The gaseous free radical nitric oxide (NO*) has been implicated in a wide range of physiological functions and also has a role in the pathogenesis of cellular injury. It has been suggested that NO* and its congeners may exert effects on actin-myosin crossbridge cycling by modulating critical thiols on the myosin head. To understand the mode and site of actin of NO* in myofibrils, the effects of the NO* donor 3-(2-hydroxy-1-methyl-2-nitrosohydrazine)-N-methyl-1-propanamine (NOC-7) have been studied in Triton X-100-treated rabbit cardiac fibers, in which isometric force was measured at controlled degrees of activation. Experiments were undertaken after previous exposure of the preparations to NOC-7 (for 30 min). We found that NO* induced several alterations of myofibrillar function, i.e., decrease in Ca2+ sensitivity and Hill coefficient and potentiation of rigor contracture. We attributed the effect on rigor contracture to strong inhibition of myofibrillar creatine kinase (CK) activity, because it could be prevented by exogeneously added CK; such CK inactivation afforded by NO* may result in the myofibrillar ATP-to-ADP ratio. In further experiments, concentration of NO* released from NOC-7 was determined by the electron spin resonance spin-trapping technique; N-(dithiocarboxy)sarcosine-Fe2+ complex was used as the spin-trap. NO* at cumulative concentration of 0.69 microM was effective in producing both enhancement of rigor contracture and decrease of myofibrillar-bound CK activity; however, Ca2+-sensitivity (pCa50) was significantly decreased at >5.6 microM of NO*, suggesting a result from different mechanisms.
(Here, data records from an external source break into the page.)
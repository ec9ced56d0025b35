use std::fmt;
use std::sync::{Mutex, MutexGuard};

use crate::game::CheckersGame;


pub const DEFAULT_MAX_SESSIONS: usize = 50;

// Index of a slot in `SessionRegistry`.
#[derive(Clone, Copy, PartialEq, Eq, PartialOrd, Ord, Hash, Debug)]
pub struct SessionId(usize);

impl SessionId {
    pub fn index(self) -> usize { self.0 }
}

impl fmt::Display for SessionId {
    fn fmt(&self, f: &mut fmt::Formatter<'_>) -> fmt::Result { write!(f, "#{}", self.0) }
}

#[derive(Clone, Copy, PartialEq, Eq, Debug)]
pub struct RegistryFull;

impl fmt::Display for RegistryFull {
    fn fmt(&self, f: &mut fmt::Formatter<'_>) -> fmt::Result {
        write!(f, "all game slots are taken")
    }
}

// Board, turn and the active flag are guarded together by the slot lock.
#[derive(Debug)]
pub struct GameSlot {
    pub game: CheckersGame,
    pub active: bool,
}

// Fixed pool of game slots. A slot is free iff it's not active.
pub struct SessionRegistry {
    slots: Vec<Mutex<GameSlot>>,
    // Serializes scan-and-claim. Gameplay never takes this lock.
    allocation: Mutex<()>,
}

impl SessionRegistry {
    pub fn new(capacity: usize) -> Self {
        let slots = (0..capacity)
            .map(|_| Mutex::new(GameSlot { game: CheckersGame::new(), active: false }))
            .collect();
        SessionRegistry { slots, allocation: Mutex::new(()) }
    }

    pub fn capacity(&self) -> usize { self.slots.len() }

    // Claims the first free slot and resets it to the starting position.
    pub fn allocate(&self) -> Result<SessionId, RegistryFull> {
        let _allocation = self.allocation.lock().unwrap();
        for (index, slot) in self.slots.iter().enumerate() {
            let mut slot = slot.lock().unwrap();
            if !slot.active {
                *slot = GameSlot { game: CheckersGame::new(), active: true };
                return Ok(SessionId(index));
            }
        }
        Err(RegistryFull)
    }

    // Marks the slot as free. Releasing a free slot is a no-op.
    pub fn release(&self, id: SessionId) { self.slot(id).active = false; }

    pub fn slot(&self, id: SessionId) -> MutexGuard<'_, GameSlot> {
        self.slots[id.0].lock().unwrap()
    }

    pub fn is_active(&self, id: SessionId) -> bool { self.slot(id).active }

    pub fn num_active(&self) -> usize {
        self.slots.iter().filter(|slot| slot.lock().unwrap().active).count()
    }
}


#[cfg(test)]
mod tests {
    use std::sync::Arc;
    use std::thread;

    use itertools::Itertools;

    use super::*;
    use crate::board::TurnMove;
    use crate::coord::Coord;
    use crate::force::Force;

    #[test]
    fn allocate_until_full() {
        let registry = SessionRegistry::new(2);
        let a = registry.allocate().unwrap();
        let b = registry.allocate().unwrap();
        assert_ne!(a, b);
        assert_eq!(registry.allocate(), Err(RegistryFull));
        assert_eq!(registry.num_active(), 2);
    }

    #[test]
    fn released_slot_is_reused_with_fresh_board() {
        let registry = SessionRegistry::new(1);
        let id = registry.allocate().unwrap();
        let mv = TurnMove {
            from: Coord::from_zero_based(2, 1),
            to: Coord::from_zero_based(3, 2),
        };
        registry.slot(id).game.try_turn(Force::White, mv).unwrap();
        registry.release(id);
        registry.release(id);
        assert!(!registry.is_active(id));
        assert_eq!(registry.num_active(), 0);

        let id2 = registry.allocate().unwrap();
        assert_eq!(id2, id);
        let slot = registry.slot(id2);
        assert!(slot.active);
        assert_eq!(slot.game.active_force(), Force::White);
        assert_eq!(slot.game.board(), &crate::board::Board::new());
    }

    #[test]
    fn concurrent_allocations_get_distinct_slots() {
        let registry = Arc::new(SessionRegistry::new(8));
        let handles = (0..8)
            .map(|_| {
                let registry = Arc::clone(&registry);
                thread::spawn(move || registry.allocate().unwrap())
            })
            .collect_vec();
        let ids = handles.into_iter().map(|h| h.join().unwrap()).sorted().collect_vec();
        assert_eq!(ids.iter().map(|id| id.index()).collect_vec(), (0..8).collect_vec());
        assert_eq!(registry.allocate(), Err(RegistryFull));
    }
}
Thus, the observed decrease in Ca2+ sensitivity seems to be associated with direct modification of the regulatory proteins by a relatively higher concentration of NO*, and possibly not via inhibition of myofibrillar CK activity. The data reported here indicate that CK may be a pathophysiologically main target for increased NO* formation at low molecular range in the disease state in cardiac muscle.